#### Exercise directions
Please copy each line of the records below that holds the word "const".

#### Provided records
=== Section Start ===
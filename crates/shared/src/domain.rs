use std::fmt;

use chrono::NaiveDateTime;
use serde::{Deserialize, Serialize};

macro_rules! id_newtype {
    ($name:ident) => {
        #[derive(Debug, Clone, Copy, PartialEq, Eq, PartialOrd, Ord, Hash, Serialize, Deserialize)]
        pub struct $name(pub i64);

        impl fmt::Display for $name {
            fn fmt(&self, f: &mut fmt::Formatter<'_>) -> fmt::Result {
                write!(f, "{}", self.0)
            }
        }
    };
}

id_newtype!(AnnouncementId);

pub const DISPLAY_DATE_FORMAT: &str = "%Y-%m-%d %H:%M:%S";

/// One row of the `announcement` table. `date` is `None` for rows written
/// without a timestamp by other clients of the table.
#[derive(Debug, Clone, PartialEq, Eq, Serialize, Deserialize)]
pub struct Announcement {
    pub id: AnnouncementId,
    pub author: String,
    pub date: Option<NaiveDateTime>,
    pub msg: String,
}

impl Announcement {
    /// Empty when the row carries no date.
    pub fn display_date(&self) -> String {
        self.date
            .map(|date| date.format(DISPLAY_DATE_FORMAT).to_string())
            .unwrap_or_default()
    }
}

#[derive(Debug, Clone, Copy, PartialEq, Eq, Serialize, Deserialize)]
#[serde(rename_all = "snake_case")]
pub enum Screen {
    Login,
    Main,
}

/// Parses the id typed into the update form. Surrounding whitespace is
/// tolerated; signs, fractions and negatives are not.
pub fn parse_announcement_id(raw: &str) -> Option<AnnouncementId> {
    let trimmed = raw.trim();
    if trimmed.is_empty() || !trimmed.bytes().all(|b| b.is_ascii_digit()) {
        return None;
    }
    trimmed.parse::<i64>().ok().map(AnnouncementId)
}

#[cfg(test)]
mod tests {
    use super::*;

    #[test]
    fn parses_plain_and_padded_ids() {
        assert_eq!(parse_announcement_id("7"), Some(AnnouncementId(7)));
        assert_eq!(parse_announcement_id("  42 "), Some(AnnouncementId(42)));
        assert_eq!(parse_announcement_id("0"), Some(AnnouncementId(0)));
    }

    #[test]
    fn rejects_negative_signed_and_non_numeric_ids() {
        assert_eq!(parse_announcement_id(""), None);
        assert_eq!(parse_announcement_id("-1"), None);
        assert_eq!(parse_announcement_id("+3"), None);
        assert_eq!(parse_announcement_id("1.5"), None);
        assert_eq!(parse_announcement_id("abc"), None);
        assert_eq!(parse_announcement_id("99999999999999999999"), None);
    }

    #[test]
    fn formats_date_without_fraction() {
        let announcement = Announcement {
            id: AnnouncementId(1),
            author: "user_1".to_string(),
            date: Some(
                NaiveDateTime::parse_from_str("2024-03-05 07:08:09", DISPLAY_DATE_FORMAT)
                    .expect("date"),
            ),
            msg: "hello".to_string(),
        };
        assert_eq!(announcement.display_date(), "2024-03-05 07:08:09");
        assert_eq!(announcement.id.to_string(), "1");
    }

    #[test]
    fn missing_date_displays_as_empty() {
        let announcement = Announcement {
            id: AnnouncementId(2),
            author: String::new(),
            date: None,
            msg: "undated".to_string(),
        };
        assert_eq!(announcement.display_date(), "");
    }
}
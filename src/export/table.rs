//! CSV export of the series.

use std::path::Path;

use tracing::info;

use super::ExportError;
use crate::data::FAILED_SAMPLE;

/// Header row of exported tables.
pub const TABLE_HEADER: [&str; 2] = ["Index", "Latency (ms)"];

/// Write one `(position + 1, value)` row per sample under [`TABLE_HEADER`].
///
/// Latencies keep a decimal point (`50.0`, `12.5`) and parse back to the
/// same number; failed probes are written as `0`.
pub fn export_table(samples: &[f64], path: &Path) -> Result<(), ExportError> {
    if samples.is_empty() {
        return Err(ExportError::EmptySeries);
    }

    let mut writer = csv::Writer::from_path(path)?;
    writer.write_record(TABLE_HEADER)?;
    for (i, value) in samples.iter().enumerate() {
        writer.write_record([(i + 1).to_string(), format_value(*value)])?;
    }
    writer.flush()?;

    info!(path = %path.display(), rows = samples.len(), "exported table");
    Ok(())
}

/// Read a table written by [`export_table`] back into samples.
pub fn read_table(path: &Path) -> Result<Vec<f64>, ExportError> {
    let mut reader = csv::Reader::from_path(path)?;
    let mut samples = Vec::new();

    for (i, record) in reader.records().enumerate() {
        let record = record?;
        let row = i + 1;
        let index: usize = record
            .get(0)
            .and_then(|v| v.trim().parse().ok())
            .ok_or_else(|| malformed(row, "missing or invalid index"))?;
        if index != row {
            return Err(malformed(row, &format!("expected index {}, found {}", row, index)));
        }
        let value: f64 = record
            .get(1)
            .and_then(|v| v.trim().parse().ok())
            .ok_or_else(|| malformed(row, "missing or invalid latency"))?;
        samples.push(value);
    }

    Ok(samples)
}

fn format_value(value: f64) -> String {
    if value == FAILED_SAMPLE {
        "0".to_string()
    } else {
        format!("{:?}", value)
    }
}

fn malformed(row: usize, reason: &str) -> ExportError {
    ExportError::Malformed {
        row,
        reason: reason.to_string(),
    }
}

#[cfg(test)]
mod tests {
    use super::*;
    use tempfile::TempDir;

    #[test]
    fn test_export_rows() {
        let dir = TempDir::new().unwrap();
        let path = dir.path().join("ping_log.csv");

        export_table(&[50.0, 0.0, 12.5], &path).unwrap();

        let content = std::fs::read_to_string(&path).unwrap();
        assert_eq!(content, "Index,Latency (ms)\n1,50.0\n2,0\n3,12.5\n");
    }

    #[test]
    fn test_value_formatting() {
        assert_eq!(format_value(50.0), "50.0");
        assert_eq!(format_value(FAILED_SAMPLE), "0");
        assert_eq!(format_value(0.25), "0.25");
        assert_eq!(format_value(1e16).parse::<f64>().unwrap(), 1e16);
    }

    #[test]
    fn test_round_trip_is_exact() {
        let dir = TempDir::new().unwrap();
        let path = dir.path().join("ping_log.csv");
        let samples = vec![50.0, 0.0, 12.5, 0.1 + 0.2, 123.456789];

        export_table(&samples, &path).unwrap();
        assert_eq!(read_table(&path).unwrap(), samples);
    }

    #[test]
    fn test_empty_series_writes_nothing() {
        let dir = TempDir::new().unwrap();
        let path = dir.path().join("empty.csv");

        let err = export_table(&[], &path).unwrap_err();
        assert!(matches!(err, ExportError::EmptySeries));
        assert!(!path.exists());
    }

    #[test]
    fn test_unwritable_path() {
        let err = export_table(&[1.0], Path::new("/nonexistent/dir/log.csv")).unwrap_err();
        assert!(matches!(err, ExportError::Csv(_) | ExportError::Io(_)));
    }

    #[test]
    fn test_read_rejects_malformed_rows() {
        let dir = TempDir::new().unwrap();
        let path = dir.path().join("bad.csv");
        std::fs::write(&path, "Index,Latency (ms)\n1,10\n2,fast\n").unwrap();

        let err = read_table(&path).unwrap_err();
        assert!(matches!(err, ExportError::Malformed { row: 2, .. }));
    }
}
=== Section End ===
#### Reply
pub const DISPLAY_DATE_FORMAT: &str = "%Y-%m-%d %H:%M:%S";
pub const TABLE_HEADER: [&str; 2] = ["Index", "Latency (ms)"];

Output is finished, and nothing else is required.